Last Month the restaurant industry marked its 26th straight month of job gains, adding nearly 70,000 jobs. This brings the jobs number to within one percent of the February 2020 peak! *
Looking forward, the National Restaurant Association (NRA) predicts that the industry will reach $997 Billion in sales this year, partly due to increased pricing power. They also predict that about 12.4 million workers will be employed by the end of this year versus 12.1 million at the end of 2022.
About 66% of franchise operators are optimistic about business for the coming year, and most plan to increase spending on new technology or other upgrades to their facilities.
Headwinds still remain a concern, and labor is still one of the biggest. Despite good employment numbers, many operators report a lack of good job candidates. In the NRA’s survey, 62% said they were understaffed. Most operators say the quality and number of workers available have decreased. Coffee and snack businesses seemed to be in a better position versus full-service restaurants.
Labor costs continue to increase, though at a slower rate than in 2021 which saw an increase of $2.37 per hour. In 2022 wages grew by $1.46 per hour. The slowing trend in wage growth is predicted to continue throughout the year. A higher-than-average turnover rate also aggravates labor costs. **
Operators hope to hire new employees when possible. In fact, 87% of operators plan to hire more workers in the next 6 to 12 months.
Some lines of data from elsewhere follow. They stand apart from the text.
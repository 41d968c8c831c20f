//! Lint rule definitions.
//!
//! This module provides the core traits and types for defining lint rules:
//!
//! - [`LintRule`] - The trait that all lint rules must implement
//! - [`RuleId`] - Unique identifier for a lint rule
//! - [`Severity`] - Severity level for diagnostics (Hint, Warning, Error)

use super::diagnostic::LintDiagnostic;
use crate::config::LoadedDag;

/// Unique identifier for a lint rule.
#[derive(Debug, Clone, PartialEq, Eq, PartialOrd, Ord, Hash)]
pub struct RuleId(pub String);

impl RuleId {
    /// Create a new rule ID.
    pub fn new(id: impl Into<String>) -> Self {
        Self(id.into())
    }
}

impl std::fmt::Display for RuleId {
    fn fmt(&self, f: &mut std::fmt::Formatter<'_>) -> std::fmt::Result {
        write!(f, "{}", self.0)
    }
}

/// Severity level for lint diagnostics.
#[derive(Debug, Clone, Copy, PartialEq, Eq, PartialOrd, Ord)]
pub enum Severity {
    /// Informational hint, does not affect validity.
    Hint,
    /// Warning that should be addressed.
    Warning,
    /// Error that prevents planning.
    Error,
}

impl Severity {
    pub fn as_str(&self) -> &'static str {
        match self {
            Severity::Hint => "hint",
            Severity::Warning => "warning",
            Severity::Error => "error",
        }
    }
}

impl std::fmt::Display for Severity {
    fn fmt(&self, f: &mut std::fmt::Formatter<'_>) -> std::fmt::Result {
        f.write_str(self.as_str())
    }
}

/// A lint rule that validates a loaded DAG.
///
/// Rules look at the raw step mapping rather than the built graph, so a
/// single run reports every problem instead of stopping at the first.
pub trait LintRule: Send + Sync {
    /// Unique identifier for this rule.
    fn id(&self) -> RuleId;

    /// Human-readable name of the rule.
    fn name(&self) -> &str;

    /// Description of what this rule checks.
    fn description(&self) -> &str;

    /// Default severity for this rule.
    fn default_severity(&self) -> Severity;

    /// Check the DAG and return any diagnostics.
    fn check(&self, dag: &LoadedDag) -> Vec<LintDiagnostic>;
}

#[cfg(test)]
mod tests {
    use super::*;

    #[test]
    fn rule_id_equality() {
        let id1 = RuleId::new("test-rule");
        let id2 = RuleId::new("test-rule");
        let id3 = RuleId::new("other-rule");

        assert_eq!(id1, id2);
        assert_ne!(id1, id3);
    }

    #[test]
    fn rule_id_display() {
        let id = RuleId::new("my-rule");
        assert_eq!(format!("{}", id), "my-rule");
    }

    #[test]
    fn severity_ordering() {
        assert!(Severity::Hint < Severity::Warning);
        assert!(Severity::Warning < Severity::Error);
    }

    #[test]
    fn severity_display() {
        assert_eq!(format!("{}", Severity::Hint), "hint");
        assert_eq!(format!("{}", Severity::Warning), "warning");
        assert_eq!(format!("{}", Severity::Error), "error");
    }
}
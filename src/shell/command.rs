//! Shell command execution.

use crate::error::{Result, StepGraphError};
use std::collections::BTreeMap;
use std::path::PathBuf;
use std::process::{Command, Stdio};
use std::time::{Duration, Instant};

/// Result of executing a shell command.
#[derive(Debug, Clone)]
pub struct CommandResult {
    /// Exit code (None if killed by signal).
    pub exit_code: Option<i32>,

    /// Standard output, when captured.
    pub stdout: String,

    /// Standard error, when captured.
    pub stderr: String,

    /// Execution duration.
    pub duration: Duration,

    /// Whether command succeeded (exit code 0).
    pub success: bool,
}

/// Options for command execution.
#[derive(Debug, Clone, Default)]
pub struct CommandOptions {
    /// Working directory.
    pub cwd: Option<PathBuf>,

    /// Environment variables (merged with system env).
    pub env: BTreeMap<String, String>,

    /// Capture stdout and stderr instead of inheriting them.
    pub capture: bool,
}

/// Execute a shell command.
pub fn execute(command: &str, options: &CommandOptions) -> Result<CommandResult> {
    let start = Instant::now();

    let shell = detect_shell();

    let mut cmd = Command::new(&shell);
    cmd.arg(shell_flag());
    cmd.arg(command);

    if let Some(cwd) = &options.cwd {
        cmd.current_dir(cwd);
    }

    for (key, value) in &options.env {
        cmd.env(key, value);
    }

    if options.capture {
        cmd.stdout(Stdio::piped()).stderr(Stdio::piped());
    } else {
        cmd.stdout(Stdio::inherit()).stderr(Stdio::inherit());
    }

    tracing::debug!("Running `{}` with {}", command, shell);

    let output = cmd.output().map_err(|e| StepGraphError::CommandFailed {
        command: format!("{} ({})", command, e),
        code: None,
    })?;

    let (stdout, stderr) = if options.capture {
        (
            String::from_utf8_lossy(&output.stdout).to_string(),
            String::from_utf8_lossy(&output.stderr).to_string(),
        )
    } else {
        (String::new(), String::new())
    };

    Ok(CommandResult {
        exit_code: output.status.code(),
        stdout,
        stderr,
        duration: start.elapsed(),
        success: output.status.success(),
    })
}

/// Detect the shell used to run step commands.
fn detect_shell() -> String {
    if cfg!(target_os = "windows") {
        std::env::var("COMSPEC").unwrap_or_else(|_| "cmd.exe".to_string())
    } else {
        "/bin/sh".to_string()
    }
}

/// Get the flag to pass commands to the shell.
fn shell_flag() -> &'static str {
    if cfg!(target_os = "windows") {
        "/C"
    } else {
        "-c"
    }
}
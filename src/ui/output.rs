//! Output modes.

use std::str::FromStr;
use std::time::Duration;

/// Output verbosity mode.
#[derive(Debug, Clone, Copy, PartialEq, Eq, Default)]
pub enum OutputMode {
    /// Show all output including debug detail.
    Verbose,
    /// Show progress and status.
    #[default]
    Normal,
    /// Show results and final status only.
    Quiet,
    /// Show nothing except results and errors.
    Silent,
}

impl FromStr for OutputMode {
    type Err = String;

    fn from_str(s: &str) -> Result<Self, Self::Err> {
        match s.to_lowercase().as_str() {
            "verbose" => Ok(Self::Verbose),
            "normal" => Ok(Self::Normal),
            "quiet" => Ok(Self::Quiet),
            "silent" => Ok(Self::Silent),
            _ => Err(format!("unknown output mode: {}", s)),
        }
    }
}

impl From<crate::config::schema::OutputMode> for OutputMode {
    fn from(config_mode: crate::config::schema::OutputMode) -> Self {
        match config_mode {
            crate::config::schema::OutputMode::Verbose => Self::Verbose,
            crate::config::schema::OutputMode::Quiet => Self::Quiet,
            crate::config::schema::OutputMode::Silent => Self::Silent,
        }
    }
}

impl OutputMode {
    /// Check if this mode shows per-step progress.
    pub fn shows_progress(&self) -> bool {
        matches!(self, Self::Verbose | Self::Normal)
    }

    /// Check if this mode shows status messages.
    pub fn shows_status(&self) -> bool {
        !matches!(self, Self::Silent)
    }
}

/// Format a duration for display.
pub fn format_duration(d: Duration) -> String {
    let secs = d.as_secs_f64();
    if secs < 1.0 {
        format!("{}ms", d.as_millis())
    } else if secs < 60.0 {
        format!("{:.1}s", secs)
    } else {
        format!("{:.1}m", secs / 60.0)
    }
}
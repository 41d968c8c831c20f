//! stepgraph CLI entry point.

use std::process::ExitCode;

use clap::Parser;
use stepgraph::cli::{Cli, CommandDispatcher};
use stepgraph::config::find_project_root;
use stepgraph::ui::{should_use_colors, OutputMode, TerminalUI, UserInterface};
use tracing_subscriber::{fmt, prelude::*, EnvFilter};

/// Initialize the tracing subscriber for logging.
///
/// Log level is controlled by:
/// 1. `--debug` flag sets level to DEBUG
/// 2. `RUST_LOG` environment variable (if set)
/// 3. Default is INFO
///
/// Logs go to stderr so plan output on stdout stays machine-readable.
fn init_tracing(debug: bool) {
    let filter = if debug {
        EnvFilter::new("stepgraph=debug")
    } else {
        EnvFilter::try_from_default_env().unwrap_or_else(|_| EnvFilter::new("stepgraph=info"))
    };

    tracing_subscriber::registry()
        .with(
            fmt::layer()
                .with_target(false)
                .with_writer(std::io::stderr),
        )
        .with(filter)
        .init();
}

fn main() -> ExitCode {
    let cli = Cli::parse();
    init_tracing(cli.debug);

    tracing::debug!("stepgraph starting with args: {:?}", cli);

    let output_mode = if cli.quiet {
        OutputMode::Quiet
    } else if cli.verbose {
        OutputMode::Verbose
    } else {
        OutputMode::Normal
    };

    if cli.no_color {
        console::set_colors_enabled(false);
        console::set_colors_enabled_stderr(false);
    }

    let cwd = std::env::current_dir().unwrap_or_default();
    let project_root = cli
        .project
        .clone()
        .or_else(|| find_project_root(&cwd))
        .unwrap_or(cwd);

    let mut ui = TerminalUI::with_colors(output_mode, !cli.no_color && should_use_colors());

    let dispatcher = CommandDispatcher::new(project_root, cli.dag.clone());

    match dispatcher.dispatch(&cli, &mut ui) {
        Ok(result) => ExitCode::from(result.exit_code as u8),
        Err(e) => {
            ui.error(&format!("Error: {}", e));
            ExitCode::from(1)
        }
    }
}
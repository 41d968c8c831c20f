//! Terminal UI.

use console::Term;
use std::io::Write;

use super::{should_use_colors, OutputMode, StepGraphTheme, UserInterface};

/// Terminal UI implementation.
///
/// Results go to stdout; warnings and errors go to stderr so piped JSON
/// stays clean.
pub struct TerminalUI {
    out: Term,
    err: Term,
    theme: StepGraphTheme,
    mode: OutputMode,
}

impl TerminalUI {
    /// Create a new terminal UI, detecting color support.
    pub fn new(mode: OutputMode) -> Self {
        Self::with_colors(mode, should_use_colors())
    }

    /// Create a new terminal UI with colors forced on or off.
    pub fn with_colors(mode: OutputMode, colors: bool) -> Self {
        let theme = if colors {
            StepGraphTheme::new()
        } else {
            StepGraphTheme::plain()
        };

        Self {
            out: Term::stdout(),
            err: Term::stderr(),
            theme,
            mode,
        }
    }

    /// The active theme.
    pub fn theme(&self) -> &StepGraphTheme {
        &self.theme
    }
}

impl UserInterface for TerminalUI {
    fn output_mode(&self) -> OutputMode {
        self.mode
    }

    fn set_output_mode(&mut self, mode: OutputMode) {
        self.mode = mode;
    }

    fn output(&mut self, text: &str) {
        writeln!(self.out, "{}", text).ok();
    }

    fn message(&mut self, msg: &str) {
        if self.mode.shows_status() {
            writeln!(self.out, "{}", msg).ok();
        }
    }

    fn success(&mut self, msg: &str) {
        if self.mode.shows_status() {
            writeln!(self.out, "{}", self.theme.format_success(msg)).ok();
        }
    }

    fn warning(&mut self, msg: &str) {
        if self.mode.shows_status() {
            writeln!(self.err, "{}", self.theme.format_warning(msg)).ok();
        }
    }

    fn error(&mut self, msg: &str) {
        writeln!(self.err, "{}", self.theme.format_error(msg)).ok();
    }

    fn show_header(&mut self, title: &str) {
        if self.mode.shows_progress() {
            writeln!(self.out, "\n{}\n", self.theme.format_header(title)).ok();
        }
    }

    fn show_progress(&mut self, current: usize, total: usize, step: &str) {
        if self.mode.shows_progress() {
            writeln!(
                self.out,
                "{} {}",
                self.theme
                    .step_number
                    .apply_to(format!("[{}/{}]", current, total)),
                step
            )
            .ok();
        }
    }
}
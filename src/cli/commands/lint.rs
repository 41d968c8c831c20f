//! Lint command implementation.
//!
//! The `stepgraph lint` command runs every lint rule over the DAG and
//! reports all problems at once.

use std::path::{Path, PathBuf};

use crate::cli::args::LintArgs;
use crate::config::{load_dag, load_project_config, resolve_dag_path};
use crate::error::{Result, StepGraphError};
use crate::lint::{
    has_errors, lint_dag, HumanFormatter, JsonFormatter, LintDiagnostic, LintFormatter,
    OutputFormat, RuleRegistry,
};
use crate::ui::{should_use_colors, OutputMode, UserInterface};

use super::context::EXIT_DAG_NOT_FOUND;
use super::dispatcher::{Command, CommandResult};

/// The lint command implementation.
pub struct LintCommand {
    project_root: PathBuf,
    dag: Option<PathBuf>,
    args: LintArgs,
}

impl LintCommand {
    /// Create a new lint command.
    pub fn new(project_root: &Path, dag: Option<&Path>, args: LintArgs) -> Self {
        Self {
            project_root: project_root.to_path_buf(),
            dag: dag.map(Path::to_path_buf),
            args,
        }
    }

    fn format_output(&self, format: OutputFormat, diagnostics: &[LintDiagnostic]) -> String {
        let mut output = Vec::new();
        let written = match format {
            OutputFormat::Json => JsonFormatter::new().format(diagnostics, &mut output),
            OutputFormat::Human => {
                HumanFormatter::new(should_use_colors()).format(diagnostics, &mut output)
            }
        };
        if let Err(e) = written {
            tracing::warn!("Failed to format lint output: {}", e);
        }
        String::from_utf8_lossy(&output).trim_end().to_string()
    }
}

impl Command for LintCommand {
    fn execute(&self, ui: &mut dyn UserInterface) -> Result<CommandResult> {
        let format: OutputFormat = match self.args.format.parse() {
            Ok(f) => f,
            Err(e) => {
                ui.error(&e);
                return Ok(CommandResult::failure(1));
            }
        };

        let config = load_project_config(&self.project_root)?;
        if ui.output_mode() == OutputMode::Normal {
            ui.set_output_mode(config.settings.default_output.into());
        }

        let dag_path = resolve_dag_path(&self.project_root, self.dag.as_deref(), &config);
        let dag = match load_dag(&dag_path, &self.project_root) {
            Ok(dag) => dag,
            Err(StepGraphError::DagNotFound { path }) => {
                ui.error(&format!("DAG file not found: {}", path.display()));
                return Ok(CommandResult::failure(EXIT_DAG_NOT_FOUND));
            }
            Err(
                e @ (StepGraphError::ParseError { .. }
                | StepGraphError::DuplicateStep { .. }
                | StepGraphError::ConfigValidationError { .. }),
            ) => {
                ui.error(&e.to_string());
                return Ok(CommandResult::failure(1));
            }
            Err(e) => return Err(e),
        };

        let registry = RuleRegistry::with_builtins();
        let diagnostics = lint_dag(&registry, &dag);

        if diagnostics.is_empty() && format == OutputFormat::Human {
            ui.success(&format!("No issues found in {} step(s)", dag.steps.len()));
        } else {
            ui.output(&self.format_output(format, &diagnostics));
        }

        if has_errors(&diagnostics) {
            Ok(CommandResult::failure(1))
        } else {
            Ok(CommandResult::success())
        }
    }
}

#[cfg(test)]
mod tests {
    use super::super::context::test_support::*;
    use super::*;
    use crate::ui::MockUI;

    fn lint(root: &Path, format: &str) -> (CommandResult, MockUI) {
        let mut ui = MockUI::new();
        let args = LintArgs {
            format: format.to_string(),
        };
        let result = LintCommand::new(root, None, args).execute(&mut ui).unwrap();
        (result, ui)
    }

    #[test]
    fn clean_dag_passes() {
        let temp = setup_project();
        let (result, ui) = lint(temp.path(), "human");

        assert!(result.success);
        assert!(ui.has_message("No issues found in 4 step(s)"));
    }

    #[test]
    fn reports_all_problems() {
        let temp = setup_project();
        write_dag(
            temp.path(),
            "steps:\n  garden://demo/latest/a:\n    - garden://demo/latest/b\n  garden://demo/latest/b:\n    - garden://demo/latest/a\n  garden://demo/latest/c:\n    - meadow://demo/latest/missing\n",
        );
        let (result, ui) = lint(temp.path(), "human");

        assert_eq!(result.exit_code, 1);
        let text = ui.output_text();
        assert!(text.contains("circular-dependency"));
        assert!(text.contains("undefined-dependency"));
        assert!(text.contains("Found 2 error(s)"));
    }

    #[test]
    fn json_format_has_summary() {
        let temp = setup_project();
        write_dag(temp.path(), "steps:\n  garden://demo/latest/a:\n    - garden://demo/latest/a\n");
        let (result, ui) = lint(temp.path(), "json");

        assert_eq!(result.exit_code, 1);
        let json: serde_json::Value = serde_json::from_str(&ui.output_text()).unwrap();
        assert_eq!(json["summary"]["errors"], 1);
        assert_eq!(json["diagnostics"][0]["rule_id"], "self-dependency");
    }

    #[test]
    fn clean_dag_json_is_still_printed() {
        let temp = setup_project();
        let (result, ui) = lint(temp.path(), "json");

        assert!(result.success);
        let json: serde_json::Value = serde_json::from_str(&ui.output_text()).unwrap();
        assert_eq!(json["summary"]["total"], 0);
    }

    #[test]
    fn missing_dag_exits_with_code_2() {
        let temp = tempfile::TempDir::new().unwrap();
        let (result, ui) = lint(temp.path(), "human");

        assert_eq!(result.exit_code, EXIT_DAG_NOT_FOUND);
        assert!(ui.has_message("DAG file not found"));
    }

    #[test]
    fn parse_error_is_reported() {
        let temp = setup_project();
        write_dag(temp.path(), "steps: [unclosed\n");
        let (result, ui) = lint(temp.path(), "human");

        assert_eq!(result.exit_code, 1);
        assert!(ui.has_message("Failed to parse"));
    }

    #[test]
    fn unknown_format_is_rejected() {
        let temp = setup_project();
        let (result, ui) = lint(temp.path(), "sarif");

        assert_eq!(result.exit_code, 1);
        assert!(!ui.errors().is_empty());
    }
}
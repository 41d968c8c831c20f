//! User interface components.
//!
//! This module provides:
//! - [`UserInterface`] trait for UI abstraction
//! - [`TerminalUI`] for terminal usage
//! - [`MockUI`] for tests
//!
//! # Example
//!
//! ```
//! use stepgraph::ui::{MockUI, OutputMode, UserInterface};
//!
//! let mut ui = MockUI::with_mode(OutputMode::Quiet);
//! ui.output("garden://wb/latest/pip");
//! ui.success("Plan complete");
//! assert_eq!(ui.outputs(), &["garden://wb/latest/pip".to_string()]);
//! ```

pub mod mock;
pub mod output;
pub mod terminal;
pub mod theme;

pub use mock::MockUI;
pub use output::{format_duration, OutputMode};
pub use terminal::TerminalUI;
pub use theme::{should_use_colors, StepGraphTheme};

/// Trait for user interface interactions.
///
/// This trait allows mocking the UI in tests.
pub trait UserInterface {
    /// Get the current output mode.
    fn output_mode(&self) -> OutputMode;

    /// Set the output mode.
    fn set_output_mode(&mut self, mode: OutputMode);

    /// Write command results (plan lines, JSON). Shown in every mode.
    fn output(&mut self, text: &str);

    /// Display a status message to the user.
    fn message(&mut self, msg: &str);

    /// Display a success message.
    fn success(&mut self, msg: &str);

    /// Display a warning message.
    fn warning(&mut self, msg: &str);

    /// Display an error message. Shown in every mode.
    fn error(&mut self, msg: &str);

    /// Show a header/banner.
    fn show_header(&mut self, title: &str);

    /// Show step progress (e.g., "[3/7] garden://...").
    fn show_progress(&mut self, current: usize, total: usize, step: &str);
}
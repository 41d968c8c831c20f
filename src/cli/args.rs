//! CLI argument definitions.
//!
//! This module defines all CLI arguments using clap's derive macros.
//! The main entry point is the [`Cli`] struct.

use clap::{Parser, Subcommand};
use clap_complete::Shell;
use std::path::PathBuf;

/// stepgraph - Dependency resolution and planning for data pipeline DAGs.
#[derive(Debug, Parser)]
#[command(name = "stepgraph")]
#[command(author, version, about, long_about = None)]
#[command(propagate_version = true)]
pub struct Cli {
    /// Root DAG file (overrides `dag` in .stepgraph/config.yml)
    #[arg(long, global = true, env = "STEPGRAPH_DAG")]
    pub dag: Option<PathBuf>,

    /// Path to project root (overrides discovery from the current directory)
    #[arg(short, long, global = true)]
    pub project: Option<PathBuf>,

    /// Show verbose output
    #[arg(short, long, global = true)]
    pub verbose: bool,

    /// Minimal output
    #[arg(short, long, global = true)]
    pub quiet: bool,

    /// Disable colored output
    #[arg(long, global = true)]
    pub no_color: bool,

    /// Enable debug logging
    #[arg(long, global = true)]
    pub debug: bool,

    #[command(subcommand)]
    pub command: Commands,
}

/// Available subcommands.
#[derive(Debug, Subcommand)]
pub enum Commands {
    /// Print the execution plan for a set of targets
    Plan(PlanArgs),

    /// Execute the plan for a set of targets
    Run(RunArgs),

    /// List the steps of the DAG
    List(ListArgs),

    /// Validate the DAG and report every problem
    Lint(LintArgs),

    /// Print the JSON Schema for DAG files
    Schema,

    /// Generate shell completions
    Completions(CompletionsArgs),
}

/// Target selection shared by `plan` and `run`.
#[derive(Debug, Clone, Default, clap::Args)]
pub struct SelectionArgs {
    /// Steps to produce (every step when omitted)
    #[arg(value_name = "TARGET")]
    pub targets: Vec<String>,

    /// Treat targets as substrings of step identifiers
    #[arg(short = 'm', long = "match")]
    pub pattern: bool,

    /// Also include every step that depends on a target
    #[arg(long)]
    pub downstream: bool,

    /// Plan only the targets, without their dependencies
    #[arg(long)]
    pub only: bool,

    /// Treat steps matching these substrings as satisfied (comma-separated)
    #[arg(long, value_delimiter = ',')]
    pub exclude: Vec<String>,

    /// Keep undeclared dependencies as external steps instead of failing
    #[arg(long)]
    pub lenient: bool,

    /// Report unknown targets and plan the rest
    #[arg(long)]
    pub best_effort: bool,
}

/// Arguments for the `plan` command.
#[derive(Debug, Clone, Default, clap::Args)]
pub struct PlanArgs {
    #[command(flatten)]
    pub selection: SelectionArgs,

    /// Steps already complete (comma-separated)
    #[arg(long, value_delimiter = ',')]
    pub satisfied: Vec<String>,

    /// Treat steps recorded as up to date in the state file as satisfied
    #[arg(long)]
    pub use_state: bool,

    /// Print the plan as waves of independent steps
    #[arg(long)]
    pub waves: bool,

    /// Output as JSON
    #[arg(long)]
    pub json: bool,
}

/// Arguments for the `run` command.
#[derive(Debug, Clone, Default, clap::Args)]
pub struct RunArgs {
    #[command(flatten)]
    pub selection: SelectionArgs,

    /// Preview the steps without executing them
    #[arg(long)]
    pub dry_run: bool,

    /// Re-run steps even when the state file marks them up to date
    #[arg(short, long)]
    pub force: bool,
}

/// Arguments for the `list` command.
#[derive(Debug, Clone, Default, clap::Args)]
pub struct ListArgs {
    /// Only list steps of this kind (snapshot, meadow, garden, grapher, explorers, export)
    #[arg(long)]
    pub kind: Option<String>,

    /// Output as JSON
    #[arg(long)]
    pub json: bool,
}

/// Arguments for the `lint` command.
#[derive(Debug, Clone, clap::Args)]
pub struct LintArgs {
    /// Output format: human, json
    #[arg(long, default_value = "human")]
    pub format: String,
}

impl Default for LintArgs {
    fn default() -> Self {
        Self {
            format: "human".to_string(),
        }
    }
}

/// Arguments for the `completions` command.
#[derive(Debug, Clone, clap::Args)]
pub struct CompletionsArgs {
    /// Shell to generate completions for
    #[arg(value_enum)]
    pub shell: Shell,
}
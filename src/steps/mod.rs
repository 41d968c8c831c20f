//! Step identifiers and definitions.
//!
//! - [`uri`] parses `scheme://namespace/version/name` identifiers
//! - [`step`] holds a parsed step together with its dependencies

pub mod step;
pub mod uri;

pub use step::Step;
pub use uri::{StepKind, StepUri};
Mark Wasilefsky, head of the restaurant franchise finance group at TD Bank,… predicted restaurants would still see large shifts in consumer behavior as dine-in traffic nears pre-pandemic levels. These changing behaviors and preferences could put pressure on restaurants to increase investment in in-store technology and off-premise channels despite macroeconomic challenges.
“Consumers are demanding a better digital and in-store experience, which requires an investment in their physical and digital presence,” Wasilefsky said. “Brands with solid digital and delivery programs and up-to-date facilities will have a distinct advantage. In addition, operators with stronger balance sheets and overall better liquidity positions will be able to take advantage of this opportunity.” according to resturantdive.com
These surveys were completed before the recent bank failures. The impact on the restaurant business would only be felt if Americans lost faith in the system as a whole. It could lead to credit tightening, making it more difficult to obtain business loans, or in the worst case, it might lead to an overall lack of confidence in the economy where consumers are afraid to spend money, leading to a recession.
Over the last three years, the industry has proven that it can adapt and innovate through unpredictable challenges. Those qualities will continue to be important in navigating the road ahead.